# Longest Shutter speed you'll still hand hold?



## flameshots (Jan 13, 2010)

Just curious. For low light landscapes or non action/moving things, what is the slowest shutter speed you'll consider hand holding instead of getting out the tripod or a monopod?


----------



## Goontz (Jan 13, 2010)

Focal length should be taken into consideration as well.


----------



## PudgieTheSheep (Jan 13, 2010)

Can do up to 1/8 but it's not great.
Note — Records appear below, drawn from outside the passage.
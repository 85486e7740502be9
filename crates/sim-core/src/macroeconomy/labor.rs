//! Labor Market
//!
//! Logistic labor-supply curve in wage/reservation-wage; the wage adjusts
//! toward clearing via an excess-demand term, and employment is the
//! minimum of demand and supply at the new wage. Unemployment is measured
//! against participating supply, so a higher reservation wage (e.g. from
//! UBI) shrinks the base.

pub mod params {
    /// Steepness of the logistic participation curve
    pub const SUPPLY_STEEPNESS: f64 = 5.0;
    /// Wage adjustment speed toward clearing
    pub const WAGE_ADJ_SPEED: f64 = 0.4;
    /// Monthly wage change cap (either direction)
    pub const WAGE_STEP_CAP: f64 = 0.02;
    /// Nominal wage floor
    pub const WAGE_FLOOR: f64 = 1_000.0;
}

/// Result of one month's labor-market clearing.
#[derive(Debug, Clone, Copy)]
pub struct LaborOutcome {
    pub market_wage: f64,
    pub labor_supply: f64,
    pub employed: f64,
    pub unemployment_rate: f64,
}

/// Participating labor supply at a given wage and reservation wage.
fn labor_supply(wage: f64, reservation_wage: f64, labor_force: f64) -> f64 {
    let x = wage / reservation_wage.max(1.0) - 1.0;
    let participation = 1.0 / (1.0 + (-params::SUPPLY_STEEPNESS * x).exp());
    labor_force * participation
}

/// Clear the labor market for one month.
pub fn clear_labor_market(
    prev_wage: f64,
    reservation_wage: f64,
    labor_demand: f64,
    labor_force: f64,
) -> LaborOutcome {
    let supply_at_prev = labor_supply(prev_wage, reservation_wage, labor_force);
    let excess = (labor_demand - supply_at_prev) / labor_force;
    let step = (params::WAGE_ADJ_SPEED * excess).clamp(-params::WAGE_STEP_CAP, params::WAGE_STEP_CAP);
    let market_wage = (prev_wage * (1.0 + step)).max(params::WAGE_FLOOR);

    let supply = labor_supply(market_wage, reservation_wage, labor_force);
    let employed = labor_demand.min(supply).max(0.0);
    let unemployment_rate = if supply <= 0.0 {
        0.0
    } else {
        (1.0 - employed / supply).clamp(0.0, 1.0)
    };
    LaborOutcome {
        market_wage,
        labor_supply: supply,
        employed,
        unemployment_rate,
    }
}
//! Firm Entity and Derived Quantities
//!
//! Per-firm state plus the pure functions computing capacity, operating
//! costs, and profit/loss. The technology state is a closed sum type:
//! every consumer matches exhaustively, so adding a variant forces all
//! call sites to be revisited.

use serde::{Deserialize, Serialize};

use crate::config::calib;
use crate::sectors::Sector;

/// Why a firm went under. Bankrupt is a domain outcome, not an error.
#[derive(Debug, Clone, Copy, PartialEq, Eq, Serialize, Deserialize)]
pub enum BankruptcyReason {
    /// Traditional firm's closing cash went negative
    LaborCostInsolvency,
    /// Hybrid firm's closing cash went negative
    HybridInsolvency,
    /// Automated firm's closing cash went negative
    LiquidityTrap,
    /// An automation rollout failed outright
    ImplementationFailure,
}

impl BankruptcyReason {
    pub fn as_str(&self) -> &'static str {
        match self {
            BankruptcyReason::LaborCostInsolvency => "labor cost insolvency",
            BankruptcyReason::HybridInsolvency => "hybrid insolvency",
            BankruptcyReason::LiquidityTrap => "liquidity trap",
            BankruptcyReason::ImplementationFailure => "AI implementation failure",
        }
    }
}

/// Technology state of a firm.
///
/// Transitions are one-directional except Traditional->Traditional
/// (worker shedding) and Hybrid->Hybrid (efficiency update). Any state
/// may transition to Bankrupt; Bankrupt is terminal.
#[derive(Debug, Clone, Copy, PartialEq, Serialize, Deserialize)]
pub enum TechnologyState {
    Traditional { workers: u32 },
    Hybrid { workers: u32, ai_efficiency: f64 },
    Automated { efficiency: f64 },
    Bankrupt { reason: BankruptcyReason },
}

impl TechnologyState {
    /// Workforce this firm contributes to labor demand.
    pub fn workers(&self) -> u32 {
        match self {
            TechnologyState::Traditional { workers } => *workers,
            TechnologyState::Hybrid { workers, .. } => *workers,
            TechnologyState::Automated { .. } => calib::SKELETON_CREW,
            TechnologyState::Bankrupt { .. } => 0,
        }
    }

    pub fn is_bankrupt(&self) -> bool {
        matches!(self, TechnologyState::Bankrupt { .. })
    }

    pub fn is_automated(&self) -> bool {
        matches!(self, TechnologyState::Automated { .. })
    }

    pub fn is_hybrid(&self) -> bool {
        matches!(self, TechnologyState::Hybrid { .. })
    }
}

/// One firm. Lives in a flat, index-stable arena for the whole run;
/// neighbor relations are plain indices into that arena. Bankrupt firms
/// keep their slot and their network node.
#[derive(Debug, Clone, PartialEq, Serialize, Deserialize)]
pub struct Firm {
    /// Stable arena index
    pub id: usize,
    pub cash: f64,
    pub debt: f64,
    pub technology: TechnologyState,
    /// Appetite for risky investment, fixed at creation, uniform in [0, 1]
    pub risk_profile: f64,
    /// Idiosyncratic innovation cost scaling, fixed at creation
    pub innovation_cost_factor: f64,
    /// Drifts upward toward 1.0 over the run
    pub digital_readiness: f64,
    /// Index into the sector registry
    pub sector: usize,
    /// Neighbor arena indices, fixed at creation from the network
    pub neighbors: Vec<usize>,
}

impl Firm {
    /// Production capacity in baseline-revenue units.
    pub fn capacity(&self, sector: &Sector) -> f64 {
        let raw = match self.technology {
            TechnologyState::Traditional { workers } => {
                (f64::from(workers) / calib::WORKERS_PER_FIRM).sqrt()
            }
            TechnologyState::Hybrid {
                workers,
                ai_efficiency,
            } => {
                0.4 * (f64::from(workers) / calib::WORKERS_PER_FIRM).sqrt() + 0.6 * ai_efficiency
            }
            TechnologyState::Automated { efficiency } => efficiency,
            TechnologyState::Bankrupt { .. } => 0.0,
        };
        raw * sector.revenue_mult
    }
}

/// Macro quantities a firm's monthly profit/loss depends on.
#[derive(Debug, Clone, Copy)]
pub struct CostContext {
    pub market_wage: f64,
    pub price_level: f64,
    /// Exchange rate relative to its initial value; prices imported inputs
    pub import_price_factor: f64,
    pub demand_multiplier: f64,
    /// Annualized bank lending rate
    pub lending_rate: f64,
}

/// One month's revenue, cost, and tax picture for a firm.
#[derive(Debug, Clone, Copy, Default)]
pub struct OperatingResult {
    pub revenue: f64,
    pub costs: f64,
    /// CIT on positive pre-tax profit
    pub tax: f64,
    /// Profit after tax (may be negative)
    pub net: f64,
    /// Interest on outstanding debt (included in `costs`)
    pub interest: f64,
}

/// Monthly cost bill for a given workforce, capacity, and debt.
pub fn monthly_costs(
    workers: u32,
    capacity: f64,
    debt: f64,
    sector: &Sector,
    ctx: &CostContext,
) -> f64 {
    let wage_bill = f64::from(workers) * ctx.market_wage * sector.wage_mult;
    let fixed = calib::FIXED_OTHER_COST * ctx.price_level;
    let opex = calib::OPEX_PER_CAPACITY
        * capacity
        * ctx.price_level
        * (calib::OPEX_DOMESTIC_SHARE
            + (1.0 - calib::OPEX_DOMESTIC_SHARE) * ctx.import_price_factor);
    let interest = debt * ctx.lending_rate / 12.0;
    wage_bill + fixed + opex + interest
}

/// Compute a firm's ordinary monthly operating result.
pub fn operating_result(firm: &Firm, sector: &Sector, ctx: &CostContext) -> OperatingResult {
    if firm.technology.is_bankrupt() {
        return OperatingResult::default();
    }
    let capacity = firm.capacity(sector);
    let revenue = capacity * calib::BASE_REVENUE * ctx.demand_multiplier * ctx.price_level;
    let costs = monthly_costs(firm.technology.workers(), capacity, firm.debt, sector, ctx);
    let interest = firm.debt * ctx.lending_rate / 12.0;
    let pre_tax = revenue - costs;
    let tax = calib::CIT_RATE * pre_tax.max(0.0);
    OperatingResult {
        revenue,
        costs,
        tax,
        net: pre_tax - tax,
        interest,
    }
}

#[cfg(test)]
mod tests {
    use super::*;
    use crate::sectors::SECTORS;

    fn ctx() -> CostContext {
        CostContext {
            market_wage: calib::INITIAL_WAGE,
            price_level: 1.0,
            import_price_factor: 1.0,
            demand_multiplier: 1.0,
            lending_rate: 0.08,
        }
    }

    fn test_firm(technology: TechnologyState) -> Firm {
        Firm {
            id: 0,
            cash: 100_000.0,
            debt: 0.0,
            technology,
            risk_profile: 0.5,
            innovation_cost_factor: 1.0,
            digital_readiness: 0.5,
            sector: 2,
            neighbors: vec![],
        }
    }

    #[test]
    fn test_workers_per_variant() {
        assert_eq!(TechnologyState::Traditional { workers: 10 }.workers(), 10);
        assert_eq!(
            TechnologyState::Hybrid {
                workers: 5,
                ai_efficiency: 1.1
            }
            .workers(),
            5
        );
        assert_eq!(
            TechnologyState::Automated { efficiency: 1.3 }.workers(),
            calib::SKELETON_CREW
        );
        assert_eq!(
            TechnologyState::Bankrupt {
                reason: BankruptcyReason::LiquidityTrap
            }
            .workers(),
            0
        );
    }

    #[test]
    fn test_bankrupt_has_zero_capacity_and_result() {
        let firm = test_firm(TechnologyState::Bankrupt {
            reason: BankruptcyReason::LaborCostInsolvency,
        });
        assert_eq!(firm.capacity(&SECTORS[2]), 0.0);
        let res = operating_result(&firm, &SECTORS[2], &ctx());
        assert_eq!(res.revenue, 0.0);
        assert_eq!(res.costs, 0.0);
        assert_eq!(res.tax, 0.0);
    }

    #[test]
    fn test_traditional_capacity_sqrt_scaling() {
        let full = test_firm(TechnologyState::Traditional { workers: 10 });
        let half = test_firm(TechnologyState::Traditional { workers: 5 });
        let s = &SECTORS[2];
        assert!((full.capacity(s) - s.revenue_mult).abs() < 1e-12);
        assert!((half.capacity(s) - s.revenue_mult * 0.5f64.sqrt()).abs() < 1e-12);
    }

    #[test]
    fn test_interest_enters_costs() {
        let mut firm = test_firm(TechnologyState::Traditional { workers: 10 });
        let base = operating_result(&firm, &SECTORS[2], &ctx()).costs;
        firm.debt = 120_000.0;
        let with_debt = operating_result(&firm, &SECTORS[2], &ctx());
        assert!((with_debt.costs - base - 120_000.0 * 0.08 / 12.0).abs() < 1e-9);
        assert!(with_debt.interest > 0.0);
    }

    #[test]
    fn test_tax_only_on_profit() {
        let firm = test_firm(TechnologyState::Traditional { workers: 10 });
        let mut expensive = ctx();
        expensive.market_wage = 100_000.0;
        let loss = operating_result(&firm, &SECTORS[2], &expensive);
        assert_eq!(loss.tax, 0.0);
        assert!(loss.net < 0.0);

        let mut boom = ctx();
        boom.demand_multiplier = 1.8;
        let profit = operating_result(&firm, &SECTORS[2], &boom);
        assert!(profit.tax > 0.0);
    }
}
I think 1/125 is recommended but I think it depends on the situation.


----------



## Big Mike (Jan 13, 2010)

The rule of thumb is 1/focal length.  Some say that you should take the crop factor into account.  
So for your Canon camera, you would want a shutter speed that is at least 1/FL(1.6).  
So when shooting at the long end of your 70-210, you would want a shutter speed faster than 1/336....and that might be pretty tough with a max aperture of F5.6.

This is only a rule of thumb though.  Most people can easily hand hold at faster shutter speeds, with proper technique.  For example; a good stance, good posture, holding the camera properly & good breathing technique.
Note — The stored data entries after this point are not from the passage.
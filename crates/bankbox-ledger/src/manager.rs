//! Room manager: creates rooms, admits players, and routes transactions.

use bankbox_protocol::{
    ConnectionId, GameSettings, RoomCode, TransactionRequest,
};

use crate::codes::{MAX_CODE_ATTEMPTS, random_code};
use crate::{LedgerError, Player, Room, RoomStore, engine};

/// The entry point for room operations from the server layer.
///
/// Owns the [`RoomStore`] it is constructed with — inject a fresh one per
/// test, or the process-lifetime one in production. Not thread-safe by
/// itself; the server keeps it behind a single lock, which is also what
/// gives every operation run-to-completion semantics.
pub struct RoomManager {
    store: RoomStore,
}

impl RoomManager {
    /// Creates a manager over the given store.
    pub fn new(store: RoomStore) -> Self {
        Self { store }
    }

    /// Creates a room with `creator` seated as its host.
    ///
    /// The generated code is checked against the full store and rerolled
    /// on collision, up to a bounded number of attempts.
    ///
    /// # Errors
    /// Returns [`LedgerError::CodeGenerationFailed`] when the retry budget
    /// is exhausted — a server-side fault, logged at error level.
    pub fn create_room(
        &mut self,
        creator: ConnectionId,
        name: &str,
        color: Option<&str>,
        settings: Option<GameSettings>,
    ) -> Result<&Room, LedgerError> {
        let code = self.allocate_code()?;
        let settings = settings.unwrap_or_default();

        let host = Player::new(
            creator,
            name,
            color.unwrap_or(HOST_DEFAULT_COLOR),
            settings.initial_balance,
            true,
        );
        let mut room = Room::new(code.clone(), settings, host);
        room.push_history(format!("Room {code} created by {name}"));
        self.store.insert(room);

        tracing::info!(%code, player = name, %creator, "room created");
        Ok(self.store.get(&code).expect("just inserted"))
    }

    /// Admits `name` into the room addressed by `code`.
    ///
    /// A name already present in the room is a reconnect: the player's
    /// connection is rebound (and color refreshed when supplied) with
    /// balance and debt untouched. An unknown name is seated fresh at the
    /// room's initial balance. The returned room is the caller's admission
    /// acknowledgment, distinct from any broadcast.
    ///
    /// # Errors
    /// Returns [`LedgerError::RoomNotFound`] when no room exists under the
    /// (normalized) code.
    pub fn join_room(
        &mut self,
        connection: ConnectionId,
        code: &str,
        name: &str,
        color: Option<&str>,
    ) -> Result<&Room, LedgerError> {
        let code = RoomCode::new(code);
        let room = self
            .store
            .get_mut(&code)
            .ok_or_else(|| LedgerError::RoomNotFound(code.clone()))?;

        let rejoined = room.seat_player(connection, name, color);
        if rejoined {
            tracing::info!(%code, player = name, %connection, "player reconnected");
        } else {
            tracing::info!(%code, player = name, %connection, "player joined");
        }

        Ok(&*room)
    }

    /// Validates and applies a transaction from `sender`, returning the
    /// updated room for snapshotting.
    ///
    /// # Errors
    /// [`LedgerError::RoomNotFound`] for an unknown code; otherwise
    /// whatever the [`engine`](crate::engine) rejects the request with.
    pub fn apply_transaction(
        &mut self,
        sender: ConnectionId,
        request: &TransactionRequest,
    ) -> Result<&Room, LedgerError> {
        let code = RoomCode::new(&request.room_code);
        let room = self
            .store
            .get_mut(&code)
            .ok_or_else(|| LedgerError::RoomNotFound(code.clone()))?;

        engine::apply(room, sender, request)?;
        Ok(&*room)
    }

    /// Looks up a room by (normalized) code.
    pub fn room_by_code(&self, code: &str) -> Option<&Room> {
        self.store.get(&RoomCode::new(code))
    }

    /// Resolves which room a connection currently belongs to, if any.
    ///
    /// Best-effort resync support: scans rooms for a player bound to
    /// `connection`.
    pub fn room_for_connection(
        &self,
        connection: ConnectionId,
    ) -> Option<&Room> {
        self.store.room_for_connection(connection)
    }

    /// Number of live rooms.
    pub fn room_count(&self) -> usize {
        self.store.len()
    }

    fn allocate_code(&self) -> Result<RoomCode, LedgerError> {
        for _ in 0..MAX_CODE_ATTEMPTS {
            let code = random_code();
            if !self.store.contains(&code) {
                return Ok(code);
            }
            tracing::warn!(%code, "room code collision, rerolling");
        }
        tracing::error!(
            attempts = MAX_CODE_ATTEMPTS,
            "room code generation exhausted its retry budget"
        );
        Err(LedgerError::CodeGenerationFailed)
    }
}

impl Default for RoomManager {
    fn default() -> Self {
        Self::new(RoomStore::new())
    }
}

/// Accent for a creator who did not pick one.
const HOST_DEFAULT_COLOR: &str = "#e74c3c";

// =========================================================================
// Tests
// =========================================================================

#[cfg(test)]
mod tests {
    use super::*;
    use bankbox_protocol::{Amount, TransactionKind};

    fn conn(id: u64) -> ConnectionId {
        ConnectionId(id)
    }

    fn manager() -> RoomManager {
        RoomManager::new(RoomStore::new())
    }

    // =====================================================================
    // create_room()
    // =====================================================================

    #[test]
    fn test_create_room_seats_host_with_initial_balance() {
        let mut mgr = manager();

        let room = mgr
            .create_room(conn(1), "Ana", Some("#e74c3c"), None)
            .unwrap();

        assert_eq!(room.players().len(), 1);
        let ana = &room.players()[0];
        assert_eq!(ana.name, "Ana");
        assert_eq!(ana.balance, 1500);
        assert_eq!(ana.debt, 0);
        assert!(ana.is_host);
    }

    #[test]
    fn test_create_room_honors_custom_settings() {
        let mut mgr = manager();
        let settings = GameSettings {
            initial_balance: 3000,
            go_reward: 400,
        };

        let room = mgr
            .create_room(conn(1), "Ana", None, Some(settings))
            .unwrap();

        assert_eq!(room.players()[0].balance, 3000);
        assert_eq!(room.settings().go_reward, 400);
    }

    #[test]
    fn test_create_room_appends_creation_history_entry() {
        let mut mgr = manager();

        let room = mgr.create_room(conn(1), "Ana", None, None).unwrap();

        let entry = room.history().next().unwrap();
        assert!(entry.contains("created by Ana"), "got: {entry}");
        assert!(entry.contains(room.code().as_str()));
    }

    #[test]
    fn test_create_room_codes_are_unique() {
        let mut mgr = manager();
        let mut codes = std::collections::HashSet::new();

        for i in 0..50 {
            let room = mgr
                .create_room(conn(i), "Ana", None, None)
                .unwrap();
            assert!(
                codes.insert(room.code().clone()),
                "duplicate code {}",
                room.code()
            );
        }
        assert_eq!(mgr.room_count(), 50);
    }

    // =====================================================================
    // join_room()
    // =====================================================================

    #[test]
    fn test_join_room_unknown_code_returns_not_found() {
        let mut mgr = manager();

        let result = mgr.join_room(conn(2), "ZZZZ", "Bob", None);

        assert!(matches!(result, Err(LedgerError::RoomNotFound(_))));
    }

    #[test]
    fn test_join_room_code_lookup_is_case_insensitive() {
        let mut mgr = manager();
        let code = mgr
            .create_room(conn(1), "Ana", None, None)
            .unwrap()
            .code()
            .clone();

        let lowered = code.as_str().to_ascii_lowercase();
        let room = mgr.join_room(conn(2), &lowered, "Bob", None).unwrap();

        assert_eq!(room.players().len(), 2);
    }

    #[test]
    fn test_join_room_new_player_starts_at_room_settings() {
        let mut mgr = manager();
        let settings = GameSettings {
            initial_balance: 2500,
            go_reward: 100,
        };
        let code = mgr
            .create_room(conn(1), "Ana", None, Some(settings))
            .unwrap()
            .code()
            .clone();

        let room = mgr
            .join_room(conn(2), code.as_str(), "Bob", None)
            .unwrap();

        let bob = room.player_by_name("Bob").unwrap();
        assert_eq!(bob.balance, 2500);
        assert_eq!(bob.debt, 0);
        assert!(!bob.is_host);
    }

    #[test]
    fn test_join_room_same_name_rebinds_instead_of_duplicating() {
        let mut mgr = manager();
        let code = mgr
            .create_room(conn(1), "Ana", None, None)
            .unwrap()
            .code()
            .clone();
        mgr.join_room(conn(2), code.as_str(), "Bob", None).unwrap();

        let room =
            mgr.join_room(conn(7), code.as_str(), "Bob", None).unwrap();

        assert_eq!(room.players().len(), 2);
        assert_eq!(
            room.player_by_name("Bob").unwrap().connection,
            conn(7)
        );
    }

    #[test]
    fn test_join_room_host_can_reconnect_too() {
        let mut mgr = manager();
        let code = mgr
            .create_room(conn(1), "Ana", None, None)
            .unwrap()
            .code()
            .clone();

        let room =
            mgr.join_room(conn(5), code.as_str(), "Ana", None).unwrap();

        let ana = room.player_by_name("Ana").unwrap();
        assert_eq!(ana.connection, conn(5));
        assert!(ana.is_host, "host flag survives reconnect");
    }

    // =====================================================================
    // apply_transaction()
    // =====================================================================

    #[test]
    fn test_apply_transaction_unknown_room_returns_not_found() {
        let mut mgr = manager();
        let req = TransactionRequest {
            room_code: "ZZZZ".into(),
            target_id: None,
            amount: Amount::Int(100),
            kind: TransactionKind::BankLoan,
        };

        let result = mgr.apply_transaction(conn(1), &req);

        assert!(matches!(result, Err(LedgerError::RoomNotFound(_))));
    }

    #[test]
    fn test_apply_transaction_normalizes_room_code() {
        let mut mgr = manager();
        let code = mgr
            .create_room(conn(1), "Ana", None, None)
            .unwrap()
            .code()
            .clone();
        let req = TransactionRequest {
            room_code: code.as_str().to_ascii_lowercase(),
            target_id: None,
            amount: Amount::Int(100),
            kind: TransactionKind::BankLoan,
        };

        let room = mgr.apply_transaction(conn(1), &req).unwrap();

        assert_eq!(room.player_by_name("Ana").unwrap().balance, 1600);
    }

    // =====================================================================
    // Lookups
    // =====================================================================

    #[test]
    fn test_room_for_connection_follows_reconnect() {
        let mut mgr = manager();
        let code = mgr
            .create_room(conn(1), "Ana", None, None)
            .unwrap()
            .code()
            .clone();

        assert!(mgr.room_for_connection(conn(1)).is_some());

        // Ana reconnects on a different connection.
        mgr.join_room(conn(9), code.as_str(), "Ana", None).unwrap();

        assert!(mgr.room_for_connection(conn(1)).is_none());
        let found = mgr.room_for_connection(conn(9)).unwrap();
        assert_eq!(found.code(), &code);
    }

    #[test]
    fn test_room_by_code_normalizes_input() {
        let mut mgr = manager();
        let code = mgr
            .create_room(conn(1), "Ana", None, None)
            .unwrap()
            .code()
            .clone();

        let lowered = code.as_str().to_ascii_lowercase();
        assert!(mgr.room_by_code(&lowered).is_some());
        assert!(mgr.room_by_code("QQQQ").is_none());
    }
}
When I'm shooting a landscape, I'll usually use a tripod anyway.  This allows me to practically eliminate any blur from camera shake and also allows me to use a more optimum aperture...either to gain some DOF or just to use an aperture that will result in better image quality.  I'll also use a remote shutter release (or the timer) and activate the mirror lock up function.


----------



## NateWagner (Jan 13, 2010)

One thing to consider as well is if you have an IS/VR/OS lens, or a sony (with the SSS). as that will greatly decrease the shutter speed required. 

For example, the new versions of IS are reportedly able give up to 4 extra stops of hand holdability. Thus with the 70-200 you could theoretically shoot at 200 at about 1/12th -1/20th of a second.


----------



## ej. (Jan 13, 2010)

Depends on the lens.  With my wide-angle lens (10-20mm), I'm willing to hand-hold down to 1/10 of a second.  With my monster super-tele (150-500mm OS), I won't try anything much less than 1/200 when it's racked out.


----------



## SLRJoe (Jan 13, 2010)

I always stick by the rule of 1/125 minimum, then its tripod time.


----------



## kundalini (Jan 13, 2010)

FYI

http://www.thephotoforum.com/forum/...say-your-slowest-hand-held-shutter-speed.html


----------



## Gaerek (Jan 13, 2010)

Depends on what I shoot. If I'm shooting landscapes, I rarely ever hand hold, unless I'm without a tripod and I see a scene developing. A tripod lets me eliminate camera shake, use low ISO, and f/11 - f/16 for optimum DoF and sharpness.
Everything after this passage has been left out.